A World War II veteran who suffered knee problems for 70 years had been unknowingly carrying a heap of metal shrapnel lodged in his leg.

Ronald Brown, of Exeter, England, passed away last week at the age of 94. His body had been sent to be cremated, and when his ashes were returned to his family, so to were six ounces of metal screws, thread and hooks.

Apparently, the shrapnel had been wedged in the veteran's leg since August 1944 when he stepped on a land mine in France.

Medics had left the pieces of metal in his left leg because it was near an artery and they thought it was safer.

"He'd said there was a bullet in his leg but I was imagining one romantic piece of metal," Brown's daughter Jane Madden, 55, told the Telegraph.

It wasn't after Brown had died that his family discovered that the "bullet" he had been carrying around for more than 68 years was in fact random bits of shrapnel metal.

"It's just macabre really, and amazing, because he never used to complain about the pain. It just shows how brave he was," Madden said.

Brown's family said that his only complaint about his injury was when he asked children not to sit on his knee.

Brown had joined the British Army at the age of 21. When he stepped on the landmine in August, two months after D-Day, he had to crawl two miles to safety.

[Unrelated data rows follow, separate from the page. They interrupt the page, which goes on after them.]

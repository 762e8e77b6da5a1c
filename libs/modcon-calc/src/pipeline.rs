//! Raw value to display value pipeline
//!
//! Turns a decoded raw numeric value into the value the console shows:
//! optional bitmask, scaling equation or linear factor, decimal rounding,
//! and bounds flagging. Runtime failures fail closed per reading - a bad
//! equation marks that single reading unparseable instead of aborting the
//! rest of the reading set.

use crate::bitmask::Bitmask;
use crate::equation;
use modcon_layout::ParameterConfig;
use serde::{Deserialize, Serialize};
use tracing::warn;

/// Display outcome for one reading
///
/// `Unparseable` marks a reading whose scaling configuration failed
/// against the real value; the raw value is still carried alongside.
#[derive(Debug, Clone, Copy, PartialEq, Serialize, Deserialize)]
#[serde(untagged)]
pub enum DisplayValue {
    Value(f64),
    Unparseable,
}

impl DisplayValue {
    /// The numeric display value, if the reading parsed
    pub fn as_f64(&self) -> Option<f64> {
        match self {
            Self::Value(v) => Some(*v),
            Self::Unparseable => None,
        }
    }
}

/// A reading rendered for presentation
#[derive(Debug, Clone, PartialEq, Serialize, Deserialize)]
#[serde(rename_all = "camelCase")]
pub struct DisplayedReading {
    /// Parameter name (flat key in the device reading)
    pub name: String,
    /// Decoded raw value, untouched by scaling
    pub raw: f64,
    /// Scaled and rounded display value
    pub display: DisplayValue,
    /// Display unit from the parameter, if any
    #[serde(default, skip_serializing_if = "Option::is_none")]
    pub unit: Option<String>,
    /// True when the raw value violates the parameter's min/max bounds
    #[serde(default)]
    pub out_of_bounds: bool,
}

/// Round to a fixed number of decimal places
pub fn round_to(value: f64, decimals: u8) -> f64 {
    let factor = 10f64.powi(i32::from(decimals));
    (value * factor).round() / factor
}

/// Extract a single bit (0-15) from a register word
pub fn extract_bit(word: u16, bit_position: u8) -> u8 {
    ((word >> (bit_position & 0x0F)) & 1) as u8
}

/// Raw value of a BOOLEAN parameter: the bit at its `bit_position`
pub fn bit_raw_value(param: &ParameterConfig, word: u16) -> f64 {
    f64::from(extract_bit(word, param.bit_position.unwrap_or(0)))
}

/// Apply the parameter's bitmask (if any) to a raw register word
pub fn masked_word(param: &ParameterConfig, word: u16) -> crate::error::Result<u16> {
    match &param.bitmask {
        Some(mask) => Ok(Bitmask::parse(mask)?.apply(word)),
        None => Ok(word),
    }
}

/// Scale a raw value per the parameter's configuration
///
/// The scaling equation takes precedence over the linear factor; the
/// result is rounded to the parameter's decimal places. Equation failure
/// yields `Unparseable`, never an error.
pub fn scaled_display(param: &ParameterConfig, raw: f64) -> DisplayValue {
    let equation_text = param
        .scaling_equation
        .as_deref()
        .map(str::trim)
        .filter(|t| !t.is_empty());

    let scaled = match equation_text {
        Some(text) => match equation::evaluate(text, raw) {
            Ok(value) => value,
            Err(e) => {
                warn!("Scaling equation failed for '{}': {}", param.name, e);
                return DisplayValue::Unparseable;
            },
        },
        None => raw * param.scaling_factor,
    };

    DisplayValue::Value(round_to(scaled, param.decimal_point))
}

/// Render a decoded raw value into a presentation reading
pub fn render_reading(param: &ParameterConfig, raw: f64) -> DisplayedReading {
    let below = param.min_value.is_some_and(|min| raw < min);
    let above = param.max_value.is_some_and(|max| raw > max);

    DisplayedReading {
        name: param.name.clone(),
        raw,
        display: scaled_display(param, raw),
        unit: param.unit.clone(),
        out_of_bounds: below || above,
    }
}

His family said that Brown spoke little of the war when he came home. The only thing he did say was that he started with 900 men in his regiment, and only 29 survived.

He later became a tax inspector in Exeter and lived a long and healthy life, dying of a chest infection last week.

His family thinks that the never knew what was really stuck in his leg.

"I suppose it's a bitter-sweet memory for us because it symbolizes everything he did and how he suffered," Brown's 22-year-old granddaughter Holly told the Telegraph.

However, looking back the family said that there were some clues.

"He would travel overseas to Australia and America and he was always setting off scanners as he walked through," Holly said.